If you’ve read some of my previous articles, you know that I like the Fourier correlation algorithm (article, webinar, code samples). I’ve used it in my biomolecular docking research and more recently for 2D and 3D image alignment. Since I’ve done this algorithm to death, I decided to do something different. Let’s see how easy it is to offload linear algebra computations (specifically, LU factorization) to an accelerator. An in-depth explanation of LU factorization is not the goal here. Suffice to say that it’s used to solve linear systems. If you want more details, the Intel® Math Kernel Library Cookbook has some good examples: Solving a System of Linear Equations with an LU-Factored Block Tridiagonal Coefficient Matrix and Factoring General Block Tridiagonal Matrices. I’m going to walk through a Fortran, oneMKL, and OpenMP implementation to illustrate the offload syntax and to highlight host-device data transfer in heterogeneous parallelism. I’ll start with the dgetri_oop_batch_strided.f90 example that’s included with oneMKL (see Using Code Examples), then modify it to improve efficiency.

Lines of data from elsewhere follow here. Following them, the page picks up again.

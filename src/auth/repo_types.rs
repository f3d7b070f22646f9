use serde::{Deserialize, Serialize};
use sqlx::FromRow;
use time::OffsetDateTime;
use uuid::Uuid;

/// User record in the database.
#[derive(Debug, Clone, Serialize, Deserialize, FromRow)]
pub struct User {
    pub id: Uuid,
    pub name: String,
    pub email: String, // always lowercase
    #[serde(skip_serializing)]
    pub password_hash: String, // Argon2 PHC string, never exposed in JSON
    #[serde(with = "time::serde::rfc3339")]
    pub created_at: OffsetDateTime,
    #[serde(with = "time::serde::rfc3339")]
    pub updated_at: OffsetDateTime,
}

/// Fields needed to insert a user; the email is already normalized.
#[derive(Debug, Clone)]
pub struct NewUser {
    pub name: String,
    pub email: String,
    pub password_hash: String,
}
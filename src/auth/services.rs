use lazy_static::lazy_static;
use regex::Regex;
use tracing::{info, instrument, warn};

use crate::{
    auth::{
        dto::{LoginRequest, Principal, ProfileResponse, PublicUser, RegisterRequest},
        jwt::JwtKeys,
        password::{hash_password, verify_password},
        repo::UserStore,
        repo_types::NewUser,
    },
    error::{AppError, AppResult, RepoError},
    products::repo::ProductStore,
};

pub const MIN_PASSWORD_LEN: usize = 6;

pub(crate) fn is_valid_email(email: &str) -> bool {
    lazy_static! {
        static ref EMAIL_RE: Regex = Regex::new(r"^[^@\s]+@[^@\s]+\.[^@\s]+$").unwrap();
    }
    EMAIL_RE.is_match(email)
}

pub(crate) fn normalize_email(email: &str) -> String {
    email.trim().to_lowercase()
}

fn present(v: Option<String>) -> Option<String> {
    v.filter(|s| !s.is_empty())
}

#[instrument(skip(users, req))]
pub async fn register(users: &dyn UserStore, req: RegisterRequest) -> AppResult<PublicUser> {
    let (Some(email), Some(password)) = (present(req.email), present(req.password)) else {
        return Err(AppError::validation("Email and password are required"));
    };

    let name = req.name.as_deref().map(str::trim).unwrap_or_default();
    if name.is_empty() {
        return Err(AppError::validation("Name is required"));
    }

    let email = normalize_email(&email);
    if !is_valid_email(&email) {
        warn!(email = %email, "invalid email");
        return Err(AppError::validation("Invalid email format"));
    }

    if password.chars().count() < MIN_PASSWORD_LEN {
        return Err(AppError::validation(format!(
            "Password must be at least {MIN_PASSWORD_LEN} characters long"
        )));
    }

    if users.find_by_email(&email).await?.is_some() {
        warn!(email = %email, "email already registered");
        return Err(AppError::Conflict("Email already registered".into()));
    }

    let password_hash = hash_password(&password).await?;
    let user = users
        .create(NewUser {
            name: name.to_string(),
            email,
            password_hash,
        })
        .await
        .map_err(|e| match e {
            // lost a race with a concurrent registration
            RepoError::Conflict(_) => AppError::Conflict("Email already registered".into()),
            other => other.into(),
        })?;

    info!(user_id = %user.id, email = %user.email, "user registered");
    Ok(user.into())
}

/// Check credentials and issue a session token.
#[instrument(skip(users, keys, req))]
pub async fn login(
    users: &dyn UserStore,
    keys: &JwtKeys,
    req: LoginRequest,
) -> AppResult<(String, PublicUser)> {
    let (Some(email), Some(password)) = (present(req.email), present(req.password)) else {
        return Err(AppError::validation("Email and password are required"));
    };
    let email = normalize_email(&email);

    let invalid = || AppError::Unauthorized("Invalid credentials".into());

    let Some(user) = users.find_by_email(&email).await? else {
        warn!(email = %email, "login unknown email");
        return Err(invalid());
    };

    if !verify_password(&password, &user.password_hash).await? {
        warn!(user_id = %user.id, "login invalid password");
        return Err(invalid());
    }

    let token = keys.sign(&Principal::from(&user))?;
    info!(user_id = %user.id, "user logged in");
    Ok((token, user.into()))
}

#[instrument(skip(users, products, principal))]
pub async fn profile(
    users: &dyn UserStore,
    products: &dyn ProductStore,
    principal: Option<&Principal>,
) -> AppResult<ProfileResponse> {
    let principal = principal.ok_or_else(AppError::unauthorized)?;
    let user = users
        .find_by_id(principal.id)
        .await?
        .ok_or_else(|| AppError::NotFound("User not found".into()))?;
    let products_stats = products.stats_by_owner(user.id).await?;
    Ok(ProfileResponse {
        user: user.into(),
        products_stats,
    })
}

#[cfg(test)]
mod tests {
    use super::*;
    use crate::state::AppState;
    use rust_decimal::Decimal;
    use std::str::FromStr;

    fn req(name: &str, email: &str, password: &str) -> RegisterRequest {
        RegisterRequest {
            name: Some(name.into()),
            email: Some(email.into()),
            password: Some(password.into()),
        }
    }

    #[test]
    fn email_pattern() {
        assert!(is_valid_email("a@b.co"));
        assert!(!is_valid_email("a@b"));
        assert!(!is_valid_email("a b@c.de"));
        assert!(!is_valid_email("@c.de"));
    }

    #[tokio::test]
    async fn register_strips_hash_and_lowercases_email() {
        let state = AppState::fake();
        let user = register(state.users.as_ref(), req("  Ada  ", "Ada@Example.COM", "secret1"))
            .await
            .unwrap();
        assert_eq!(user.email, "ada@example.com");
        assert_eq!(user.name, "Ada");
        let json = serde_json::to_value(&user).unwrap();
        assert!(json.get("password_hash").is_none());

        let stored = state.users.find_by_email("ada@example.com").await.unwrap().unwrap();
        assert_ne!(stored.password_hash, "secret1");
        assert!(verify_password("secret1", &stored.password_hash).await.unwrap());
    }

    #[tokio::test]
    async fn register_validation_errors() {
        let state = AppState::fake();
        let users = state.users.as_ref();
        let cases = [
            RegisterRequest {
                name: Some("A".into()),
                email: None,
                password: Some("secret1".into()),
            },
            RegisterRequest {
                name: Some("A".into()),
                email: Some("a@b.co".into()),
                password: Some(String::new()),
            },
            req("   ", "a@b.co", "secret1"),
            req("A", "not-an-email", "secret1"),
            req("A", "a@b.co", "12345"),
        ];
        for case in cases {
            let err = register(users, case).await.unwrap_err();
            assert_eq!(err.kind(), "validation", "{err}");
        }
        assert!(users.find_by_email("a@b.co").await.unwrap().is_none());
    }

    #[tokio::test]
    async fn duplicate_email_is_conflict_case_insensitive() {
        let state = AppState::fake();
        let users = state.users.as_ref();
        register(users, req("First", "dup@example.com", "secret1"))
            .await
            .unwrap();
        let err = register(users, req("Second", "DUP@Example.com", "secret2"))
            .await
            .unwrap_err();
        assert!(matches!(err, AppError::Conflict(_)));
        let kept = users.find_by_email("dup@example.com").await.unwrap().unwrap();
        assert_eq!(kept.name, "First");
    }

    #[tokio::test]
    async fn login_checks_credentials() {
        let state = AppState::fake();
        let users = state.users.as_ref();
        let created = register(users, req("Lin", "lin@example.com", "secret1"))
            .await
            .unwrap();

        let (token, user) = login(
            users,
            &state.keys,
            LoginRequest {
                email: Some("LIN@example.com".into()),
                password: Some("secret1".into()),
            },
        )
        .await
        .unwrap();
        assert_eq!(user.id, created.id);
        assert_eq!(state.keys.verify(&token).unwrap().sub, created.id);

        for (email, password) in [("lin@example.com", "wrong!!"), ("nobody@example.com", "secret1")] {
            let err = login(
                users,
                &state.keys,
                LoginRequest {
                    email: Some(email.into()),
                    password: Some(password.into()),
                },
            )
            .await
            .unwrap_err();
            assert!(matches!(err, AppError::Unauthorized(_)));
        }
    }

    #[tokio::test]
    async fn profile_requires_principal_and_existing_user() {
        let state = AppState::fake();
        let err = profile(state.users.as_ref(), state.products.as_ref(), None)
            .await
            .unwrap_err();
        assert!(matches!(err, AppError::Unauthorized(_)));

        let ghost = Principal {
            id: uuid::Uuid::new_v4(),
            email: "ghost@example.com".into(),
            name: "Ghost".into(),
        };
        let err = profile(state.users.as_ref(), state.products.as_ref(), Some(&ghost))
            .await
            .unwrap_err();
        assert!(matches!(err, AppError::NotFound(_)));

        let user = register(state.users.as_ref(), req("Max", "max@example.com", "secret1"))
            .await
            .unwrap();
        let me = Principal {
            id: user.id,
            email: user.email.clone(),
            name: user.name.clone(),
        };
        let p = profile(state.users.as_ref(), state.products.as_ref(), Some(&me))
            .await
            .unwrap();
        assert_eq!(p.user.id, user.id);
        assert_eq!(p.products_stats.total_count, 0);
        assert_eq!(p.products_stats.total_value, Decimal::from_str("0").unwrap());
    }
}
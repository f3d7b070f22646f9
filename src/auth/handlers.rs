use axum::{
    extract::{rejection::JsonRejection, State},
    http::{header, HeaderMap, HeaderValue, StatusCode},
    routing::{get, post},
    Json, Router,
};
use tracing::{instrument, warn};

use crate::{
    auth::{
        dto::{AuthResponse, LoginRequest, ProfileResponse, RegisterRequest, RegisterResponse},
        extractors::CurrentUser,
        services, session,
    },
    error::{AppError, AppResult},
    state::AppState,
};

pub fn auth_routes() -> Router<AppState> {
    Router::new()
        .route("/auth/register", post(register))
        .route("/auth/login", post(login))
        .route("/auth/logout", post(logout))
}

pub fn profile_routes() -> Router<AppState> {
    Router::new().route("/user/profile", get(get_profile))
}

/// Unwrap a JSON body, treating an unreadable one as empty input so that the
/// usual field validation reports it.
pub(crate) fn body_or_default<T: Default>(body: Result<Json<T>, JsonRejection>) -> T {
    match body {
        Ok(Json(v)) => v,
        Err(rejection) => {
            warn!(error = %rejection, "unreadable request body");
            T::default()
        }
    }
}

#[instrument(skip(state, body))]
pub async fn register(
    State(state): State<AppState>,
    body: Result<Json<RegisterRequest>, JsonRejection>,
) -> AppResult<(StatusCode, Json<RegisterResponse>)> {
    let user = services::register(state.users.as_ref(), body_or_default(body)).await?;
    Ok((
        StatusCode::CREATED,
        Json(RegisterResponse {
            message: "User created successfully",
            user,
        }),
    ))
}

#[instrument(skip(state, body))]
pub async fn login(
    State(state): State<AppState>,
    body: Result<Json<LoginRequest>, JsonRejection>,
) -> AppResult<(HeaderMap, Json<AuthResponse>)> {
    let (token, user) =
        services::login(state.users.as_ref(), &state.keys, body_or_default(body)).await?;

    let cookie = session::set_cookie(&state.config.session, &token, state.keys.ttl.as_secs());
    let mut headers = HeaderMap::new();
    headers.insert(
        header::SET_COOKIE,
        HeaderValue::from_str(&cookie).map_err(|e| AppError::Internal(e.into()))?,
    );
    Ok((headers, Json(AuthResponse { token, user })))
}

#[instrument(skip(state))]
pub async fn logout(State(state): State<AppState>) -> AppResult<(StatusCode, HeaderMap)> {
    let cookie = session::clear_cookie(&state.config.session);
    let mut headers = HeaderMap::new();
    headers.insert(
        header::SET_COOKIE,
        HeaderValue::from_str(&cookie).map_err(|e| AppError::Internal(e.into()))?,
    );
    Ok((StatusCode::NO_CONTENT, headers))
}

#[instrument(skip(state, principal))]
pub async fn get_profile(
    State(state): State<AppState>,
    CurrentUser(principal): CurrentUser,
) -> AppResult<Json<ProfileResponse>> {
    let profile = services::profile(
        state.users.as_ref(),
        state.products.as_ref(),
        principal.as_ref(),
    )
    .await?;
    Ok(Json(profile))
}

The program begins by including the Fortran interfaces for OpenMP offload support, then it decides whether to use 32- or 64-bit integer type (see Using the ILP64 Interface vs. LP64 Interface for more information) (Figure 1). I’ll make this decision at compile-time, as shown in the compiler commands at the end of this article. To complete the setup, I set the number of matrices to factor and their sizes, set the dimension and stride parameters required by the oneMKL subroutines, and allocate the work arrays. We’re now ready to begin the calculation.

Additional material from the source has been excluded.